State how many lines in the entries below contain "UserDraft". Write nothing but the number.

(Supplied entries Opens)

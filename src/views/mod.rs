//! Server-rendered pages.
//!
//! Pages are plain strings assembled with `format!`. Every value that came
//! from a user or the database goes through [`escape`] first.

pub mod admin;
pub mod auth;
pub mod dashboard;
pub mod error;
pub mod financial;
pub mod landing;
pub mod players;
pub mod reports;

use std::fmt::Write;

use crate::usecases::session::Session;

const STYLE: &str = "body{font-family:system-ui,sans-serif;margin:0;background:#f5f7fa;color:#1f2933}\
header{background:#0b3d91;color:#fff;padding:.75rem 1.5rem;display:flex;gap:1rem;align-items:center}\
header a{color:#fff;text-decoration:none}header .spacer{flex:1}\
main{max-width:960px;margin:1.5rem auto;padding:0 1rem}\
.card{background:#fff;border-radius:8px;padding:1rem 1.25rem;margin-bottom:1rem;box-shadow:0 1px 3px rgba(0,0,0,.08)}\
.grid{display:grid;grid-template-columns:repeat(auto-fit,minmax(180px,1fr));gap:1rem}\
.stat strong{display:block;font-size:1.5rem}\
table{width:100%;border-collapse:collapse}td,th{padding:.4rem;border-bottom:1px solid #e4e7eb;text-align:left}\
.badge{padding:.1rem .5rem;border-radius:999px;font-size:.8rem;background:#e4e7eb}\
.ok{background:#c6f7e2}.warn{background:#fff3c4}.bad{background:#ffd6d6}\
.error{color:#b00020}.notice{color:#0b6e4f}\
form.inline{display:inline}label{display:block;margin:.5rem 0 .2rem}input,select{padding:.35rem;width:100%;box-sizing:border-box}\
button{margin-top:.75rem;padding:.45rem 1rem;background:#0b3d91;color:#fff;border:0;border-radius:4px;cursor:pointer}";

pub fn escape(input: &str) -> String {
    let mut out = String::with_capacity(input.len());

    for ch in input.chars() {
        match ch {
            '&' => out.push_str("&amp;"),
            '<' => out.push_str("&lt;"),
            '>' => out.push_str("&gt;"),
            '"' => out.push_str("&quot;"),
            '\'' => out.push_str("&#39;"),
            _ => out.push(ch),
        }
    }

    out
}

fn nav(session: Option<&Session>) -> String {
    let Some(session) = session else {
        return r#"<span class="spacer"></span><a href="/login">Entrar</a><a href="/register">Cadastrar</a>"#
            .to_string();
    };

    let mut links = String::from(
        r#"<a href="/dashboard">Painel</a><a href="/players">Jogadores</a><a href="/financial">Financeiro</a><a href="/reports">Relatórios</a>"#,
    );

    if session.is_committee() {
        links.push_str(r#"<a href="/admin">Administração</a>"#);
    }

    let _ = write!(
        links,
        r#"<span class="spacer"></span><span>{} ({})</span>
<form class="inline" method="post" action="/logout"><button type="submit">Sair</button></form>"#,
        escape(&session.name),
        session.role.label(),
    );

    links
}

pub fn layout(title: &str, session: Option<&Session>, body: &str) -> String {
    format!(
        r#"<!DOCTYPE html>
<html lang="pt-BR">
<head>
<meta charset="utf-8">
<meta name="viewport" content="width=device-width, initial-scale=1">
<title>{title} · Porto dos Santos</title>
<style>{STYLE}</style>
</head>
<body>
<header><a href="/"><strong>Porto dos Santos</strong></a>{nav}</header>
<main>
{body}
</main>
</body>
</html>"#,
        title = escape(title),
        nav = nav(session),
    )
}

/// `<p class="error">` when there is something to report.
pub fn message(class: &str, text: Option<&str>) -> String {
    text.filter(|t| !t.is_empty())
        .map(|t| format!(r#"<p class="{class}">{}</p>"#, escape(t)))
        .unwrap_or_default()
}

(Supplied entries Closes)
(Supplied entries Opens)

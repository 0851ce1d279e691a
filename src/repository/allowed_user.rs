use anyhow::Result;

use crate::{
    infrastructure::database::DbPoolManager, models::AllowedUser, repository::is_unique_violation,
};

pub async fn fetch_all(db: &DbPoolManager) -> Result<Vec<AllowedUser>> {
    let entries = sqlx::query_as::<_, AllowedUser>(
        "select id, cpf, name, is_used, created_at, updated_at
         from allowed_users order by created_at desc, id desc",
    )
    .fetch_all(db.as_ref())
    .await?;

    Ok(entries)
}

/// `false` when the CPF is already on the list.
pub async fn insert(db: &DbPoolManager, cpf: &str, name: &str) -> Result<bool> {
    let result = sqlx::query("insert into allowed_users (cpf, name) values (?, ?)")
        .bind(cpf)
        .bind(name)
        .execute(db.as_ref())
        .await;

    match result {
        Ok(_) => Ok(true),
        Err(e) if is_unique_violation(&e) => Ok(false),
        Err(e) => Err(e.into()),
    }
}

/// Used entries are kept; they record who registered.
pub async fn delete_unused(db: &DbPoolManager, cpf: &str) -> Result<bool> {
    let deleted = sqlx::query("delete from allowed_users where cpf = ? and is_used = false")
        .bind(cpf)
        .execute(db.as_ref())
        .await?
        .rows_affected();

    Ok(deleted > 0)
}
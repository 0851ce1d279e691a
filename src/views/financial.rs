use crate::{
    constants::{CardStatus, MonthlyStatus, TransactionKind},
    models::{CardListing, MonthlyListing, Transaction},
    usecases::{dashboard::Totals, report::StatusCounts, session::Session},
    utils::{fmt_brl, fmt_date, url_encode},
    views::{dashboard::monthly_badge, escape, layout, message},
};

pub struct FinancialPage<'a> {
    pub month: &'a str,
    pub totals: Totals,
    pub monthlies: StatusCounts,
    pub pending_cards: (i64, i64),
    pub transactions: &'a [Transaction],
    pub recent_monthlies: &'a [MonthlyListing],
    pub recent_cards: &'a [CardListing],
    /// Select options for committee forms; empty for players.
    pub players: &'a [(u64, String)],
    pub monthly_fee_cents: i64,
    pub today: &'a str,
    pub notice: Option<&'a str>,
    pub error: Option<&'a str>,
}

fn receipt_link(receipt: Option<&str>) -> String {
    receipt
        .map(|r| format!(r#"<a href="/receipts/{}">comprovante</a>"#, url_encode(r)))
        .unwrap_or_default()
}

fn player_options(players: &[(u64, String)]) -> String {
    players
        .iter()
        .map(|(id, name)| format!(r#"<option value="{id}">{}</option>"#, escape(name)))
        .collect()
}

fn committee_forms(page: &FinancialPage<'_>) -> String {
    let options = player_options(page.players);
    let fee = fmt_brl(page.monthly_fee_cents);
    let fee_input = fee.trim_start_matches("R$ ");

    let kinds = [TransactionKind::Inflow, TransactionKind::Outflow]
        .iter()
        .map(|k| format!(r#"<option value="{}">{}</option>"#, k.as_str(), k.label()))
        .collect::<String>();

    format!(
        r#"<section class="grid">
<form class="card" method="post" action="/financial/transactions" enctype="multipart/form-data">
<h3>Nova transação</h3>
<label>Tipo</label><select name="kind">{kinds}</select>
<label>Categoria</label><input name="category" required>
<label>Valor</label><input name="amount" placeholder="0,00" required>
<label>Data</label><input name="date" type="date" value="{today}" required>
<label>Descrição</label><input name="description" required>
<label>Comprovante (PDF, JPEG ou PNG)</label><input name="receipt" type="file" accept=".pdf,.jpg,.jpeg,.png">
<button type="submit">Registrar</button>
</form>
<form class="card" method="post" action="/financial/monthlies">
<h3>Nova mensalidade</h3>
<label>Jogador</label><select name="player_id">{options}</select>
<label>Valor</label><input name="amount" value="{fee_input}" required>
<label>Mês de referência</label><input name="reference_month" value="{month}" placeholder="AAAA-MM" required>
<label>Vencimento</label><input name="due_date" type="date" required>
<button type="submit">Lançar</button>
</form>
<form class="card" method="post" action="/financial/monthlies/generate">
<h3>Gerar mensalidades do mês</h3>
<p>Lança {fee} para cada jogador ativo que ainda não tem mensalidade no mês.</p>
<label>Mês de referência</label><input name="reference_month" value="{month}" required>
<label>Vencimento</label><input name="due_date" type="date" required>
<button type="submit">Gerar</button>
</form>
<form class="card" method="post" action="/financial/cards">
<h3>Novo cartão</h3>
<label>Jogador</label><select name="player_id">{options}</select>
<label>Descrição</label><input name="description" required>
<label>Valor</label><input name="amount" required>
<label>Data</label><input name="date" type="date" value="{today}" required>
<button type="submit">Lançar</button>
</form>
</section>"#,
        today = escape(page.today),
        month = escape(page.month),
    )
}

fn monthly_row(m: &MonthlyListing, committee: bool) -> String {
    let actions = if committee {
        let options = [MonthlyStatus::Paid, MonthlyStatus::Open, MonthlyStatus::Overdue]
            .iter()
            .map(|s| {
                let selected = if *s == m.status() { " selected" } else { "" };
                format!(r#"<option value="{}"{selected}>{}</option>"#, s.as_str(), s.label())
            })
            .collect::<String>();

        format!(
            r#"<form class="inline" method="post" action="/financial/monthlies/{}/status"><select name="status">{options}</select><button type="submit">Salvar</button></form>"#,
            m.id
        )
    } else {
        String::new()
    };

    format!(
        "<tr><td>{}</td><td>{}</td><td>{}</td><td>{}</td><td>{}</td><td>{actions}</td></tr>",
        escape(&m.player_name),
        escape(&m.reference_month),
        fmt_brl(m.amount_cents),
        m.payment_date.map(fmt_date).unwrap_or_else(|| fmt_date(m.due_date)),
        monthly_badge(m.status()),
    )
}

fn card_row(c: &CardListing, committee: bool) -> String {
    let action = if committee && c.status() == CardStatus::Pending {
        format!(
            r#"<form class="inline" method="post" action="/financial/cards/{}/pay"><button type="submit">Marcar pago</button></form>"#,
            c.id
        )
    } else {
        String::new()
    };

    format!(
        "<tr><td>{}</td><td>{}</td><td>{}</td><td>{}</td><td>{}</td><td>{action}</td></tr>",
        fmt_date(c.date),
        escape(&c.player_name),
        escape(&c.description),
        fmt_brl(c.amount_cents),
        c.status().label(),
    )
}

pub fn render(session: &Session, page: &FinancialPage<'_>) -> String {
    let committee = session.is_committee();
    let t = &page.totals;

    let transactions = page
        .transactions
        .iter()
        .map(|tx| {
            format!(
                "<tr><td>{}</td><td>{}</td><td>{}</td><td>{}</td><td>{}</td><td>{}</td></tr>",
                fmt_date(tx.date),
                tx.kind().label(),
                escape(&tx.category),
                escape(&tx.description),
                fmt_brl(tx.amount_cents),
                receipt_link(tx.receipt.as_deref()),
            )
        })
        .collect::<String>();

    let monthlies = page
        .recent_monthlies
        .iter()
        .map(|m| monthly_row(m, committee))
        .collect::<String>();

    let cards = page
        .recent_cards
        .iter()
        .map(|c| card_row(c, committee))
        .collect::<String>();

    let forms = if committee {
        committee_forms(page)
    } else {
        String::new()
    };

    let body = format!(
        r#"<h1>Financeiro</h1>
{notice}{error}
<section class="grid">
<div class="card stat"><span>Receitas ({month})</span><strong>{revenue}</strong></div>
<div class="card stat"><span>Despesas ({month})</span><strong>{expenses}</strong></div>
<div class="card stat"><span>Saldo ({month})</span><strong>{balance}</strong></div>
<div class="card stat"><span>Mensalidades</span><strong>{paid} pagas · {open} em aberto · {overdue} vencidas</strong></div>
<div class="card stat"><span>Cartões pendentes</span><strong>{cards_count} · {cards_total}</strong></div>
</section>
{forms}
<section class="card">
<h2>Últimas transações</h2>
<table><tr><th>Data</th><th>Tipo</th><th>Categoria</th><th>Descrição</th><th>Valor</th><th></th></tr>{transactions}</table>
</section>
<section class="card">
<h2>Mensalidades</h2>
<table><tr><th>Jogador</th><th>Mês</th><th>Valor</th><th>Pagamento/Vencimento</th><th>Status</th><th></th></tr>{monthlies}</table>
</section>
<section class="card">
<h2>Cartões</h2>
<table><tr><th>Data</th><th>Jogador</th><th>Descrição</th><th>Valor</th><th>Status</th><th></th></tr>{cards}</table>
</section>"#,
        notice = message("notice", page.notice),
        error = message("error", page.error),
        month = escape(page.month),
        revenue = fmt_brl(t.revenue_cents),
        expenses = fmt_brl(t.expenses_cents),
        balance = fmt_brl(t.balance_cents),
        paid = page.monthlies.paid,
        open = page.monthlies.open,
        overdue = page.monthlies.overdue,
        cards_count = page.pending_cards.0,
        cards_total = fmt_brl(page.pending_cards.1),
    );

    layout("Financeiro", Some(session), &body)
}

(Supplied entries Closes)
(Supplied entries Opens)

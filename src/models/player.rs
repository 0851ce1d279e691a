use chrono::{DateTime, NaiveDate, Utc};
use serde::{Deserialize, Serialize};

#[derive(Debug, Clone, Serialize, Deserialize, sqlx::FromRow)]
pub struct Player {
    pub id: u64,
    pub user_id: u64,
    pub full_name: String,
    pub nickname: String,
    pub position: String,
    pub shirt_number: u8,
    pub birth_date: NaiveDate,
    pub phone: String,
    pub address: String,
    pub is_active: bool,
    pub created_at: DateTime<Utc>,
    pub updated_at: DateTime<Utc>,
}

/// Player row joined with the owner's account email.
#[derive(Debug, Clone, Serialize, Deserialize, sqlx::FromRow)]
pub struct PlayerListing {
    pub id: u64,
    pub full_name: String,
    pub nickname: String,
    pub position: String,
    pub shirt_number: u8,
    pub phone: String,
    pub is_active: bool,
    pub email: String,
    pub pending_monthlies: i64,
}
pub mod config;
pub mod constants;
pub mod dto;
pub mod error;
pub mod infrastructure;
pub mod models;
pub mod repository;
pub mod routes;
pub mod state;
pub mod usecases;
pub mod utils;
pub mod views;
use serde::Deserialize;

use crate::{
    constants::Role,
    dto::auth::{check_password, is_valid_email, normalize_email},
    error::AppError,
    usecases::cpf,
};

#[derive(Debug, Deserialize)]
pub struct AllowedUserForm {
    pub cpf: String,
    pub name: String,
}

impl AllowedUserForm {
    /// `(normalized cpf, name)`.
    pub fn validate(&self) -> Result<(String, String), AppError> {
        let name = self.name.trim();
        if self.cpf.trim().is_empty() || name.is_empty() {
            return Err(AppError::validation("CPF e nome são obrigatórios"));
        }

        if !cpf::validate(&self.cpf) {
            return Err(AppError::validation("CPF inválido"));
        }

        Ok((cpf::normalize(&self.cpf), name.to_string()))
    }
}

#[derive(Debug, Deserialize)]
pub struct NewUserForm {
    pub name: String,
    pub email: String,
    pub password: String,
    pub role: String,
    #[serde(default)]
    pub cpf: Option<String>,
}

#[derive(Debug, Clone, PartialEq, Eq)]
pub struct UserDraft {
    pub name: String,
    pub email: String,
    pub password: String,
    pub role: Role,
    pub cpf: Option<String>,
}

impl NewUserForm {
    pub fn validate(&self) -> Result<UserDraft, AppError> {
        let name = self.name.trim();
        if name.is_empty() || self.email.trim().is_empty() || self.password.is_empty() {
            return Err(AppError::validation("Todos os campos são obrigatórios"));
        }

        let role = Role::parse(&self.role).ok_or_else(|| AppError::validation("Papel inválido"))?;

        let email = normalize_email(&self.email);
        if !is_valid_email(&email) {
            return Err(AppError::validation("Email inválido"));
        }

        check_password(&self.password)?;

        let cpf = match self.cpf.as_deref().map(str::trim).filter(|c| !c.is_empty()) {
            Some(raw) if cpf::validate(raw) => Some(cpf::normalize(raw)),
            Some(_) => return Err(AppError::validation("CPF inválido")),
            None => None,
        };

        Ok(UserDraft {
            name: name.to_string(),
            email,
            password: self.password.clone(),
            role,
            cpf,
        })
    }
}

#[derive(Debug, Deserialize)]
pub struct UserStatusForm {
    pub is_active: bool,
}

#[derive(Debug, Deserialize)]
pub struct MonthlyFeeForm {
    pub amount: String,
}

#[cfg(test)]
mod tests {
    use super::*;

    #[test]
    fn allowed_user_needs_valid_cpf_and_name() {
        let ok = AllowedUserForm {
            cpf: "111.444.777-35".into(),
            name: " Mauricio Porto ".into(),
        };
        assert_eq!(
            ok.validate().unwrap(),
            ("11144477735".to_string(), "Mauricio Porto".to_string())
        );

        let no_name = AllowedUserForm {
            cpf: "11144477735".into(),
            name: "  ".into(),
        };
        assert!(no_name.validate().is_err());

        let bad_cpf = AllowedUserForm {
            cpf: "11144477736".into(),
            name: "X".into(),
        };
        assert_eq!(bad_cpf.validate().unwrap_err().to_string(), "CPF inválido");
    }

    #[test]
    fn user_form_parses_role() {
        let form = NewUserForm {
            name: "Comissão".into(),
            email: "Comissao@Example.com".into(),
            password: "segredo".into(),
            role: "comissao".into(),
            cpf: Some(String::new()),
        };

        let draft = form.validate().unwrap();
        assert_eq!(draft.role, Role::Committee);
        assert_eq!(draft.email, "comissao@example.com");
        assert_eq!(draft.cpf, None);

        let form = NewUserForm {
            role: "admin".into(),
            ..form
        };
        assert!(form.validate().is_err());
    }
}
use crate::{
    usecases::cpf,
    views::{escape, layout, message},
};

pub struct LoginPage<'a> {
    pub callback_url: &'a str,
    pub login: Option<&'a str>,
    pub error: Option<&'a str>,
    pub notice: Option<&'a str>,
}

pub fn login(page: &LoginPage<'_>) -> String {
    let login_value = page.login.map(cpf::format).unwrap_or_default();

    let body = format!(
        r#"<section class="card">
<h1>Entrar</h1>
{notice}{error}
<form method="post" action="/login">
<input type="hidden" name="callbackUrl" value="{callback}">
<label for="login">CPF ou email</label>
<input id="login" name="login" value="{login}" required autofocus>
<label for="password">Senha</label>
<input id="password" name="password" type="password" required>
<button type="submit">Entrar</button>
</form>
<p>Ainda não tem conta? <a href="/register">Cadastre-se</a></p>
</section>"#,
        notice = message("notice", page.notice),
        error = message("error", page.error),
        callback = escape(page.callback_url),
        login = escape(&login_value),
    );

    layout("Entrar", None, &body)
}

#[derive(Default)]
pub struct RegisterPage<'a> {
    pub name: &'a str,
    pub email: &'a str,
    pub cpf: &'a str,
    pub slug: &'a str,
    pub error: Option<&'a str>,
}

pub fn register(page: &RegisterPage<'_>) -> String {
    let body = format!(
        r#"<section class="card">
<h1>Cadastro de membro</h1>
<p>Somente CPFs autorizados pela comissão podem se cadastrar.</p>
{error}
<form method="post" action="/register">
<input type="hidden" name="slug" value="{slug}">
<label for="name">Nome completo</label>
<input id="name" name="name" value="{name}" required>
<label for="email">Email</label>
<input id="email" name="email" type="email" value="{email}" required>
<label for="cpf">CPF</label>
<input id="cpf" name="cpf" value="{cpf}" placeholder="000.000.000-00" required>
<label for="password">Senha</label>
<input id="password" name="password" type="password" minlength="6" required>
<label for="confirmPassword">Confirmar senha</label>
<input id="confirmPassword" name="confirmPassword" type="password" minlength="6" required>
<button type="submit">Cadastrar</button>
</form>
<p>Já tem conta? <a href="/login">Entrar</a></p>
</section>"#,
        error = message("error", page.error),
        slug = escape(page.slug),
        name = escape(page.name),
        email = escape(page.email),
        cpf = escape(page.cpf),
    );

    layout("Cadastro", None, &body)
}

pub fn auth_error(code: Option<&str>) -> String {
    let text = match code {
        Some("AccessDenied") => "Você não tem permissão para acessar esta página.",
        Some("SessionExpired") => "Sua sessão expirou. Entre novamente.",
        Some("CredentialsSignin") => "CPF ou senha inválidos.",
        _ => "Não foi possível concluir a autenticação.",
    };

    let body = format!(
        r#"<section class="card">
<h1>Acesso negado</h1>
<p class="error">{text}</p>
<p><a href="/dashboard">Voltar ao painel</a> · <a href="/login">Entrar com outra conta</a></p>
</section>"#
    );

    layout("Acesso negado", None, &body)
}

(Supplied entries Closes)

Output for this exercise »
3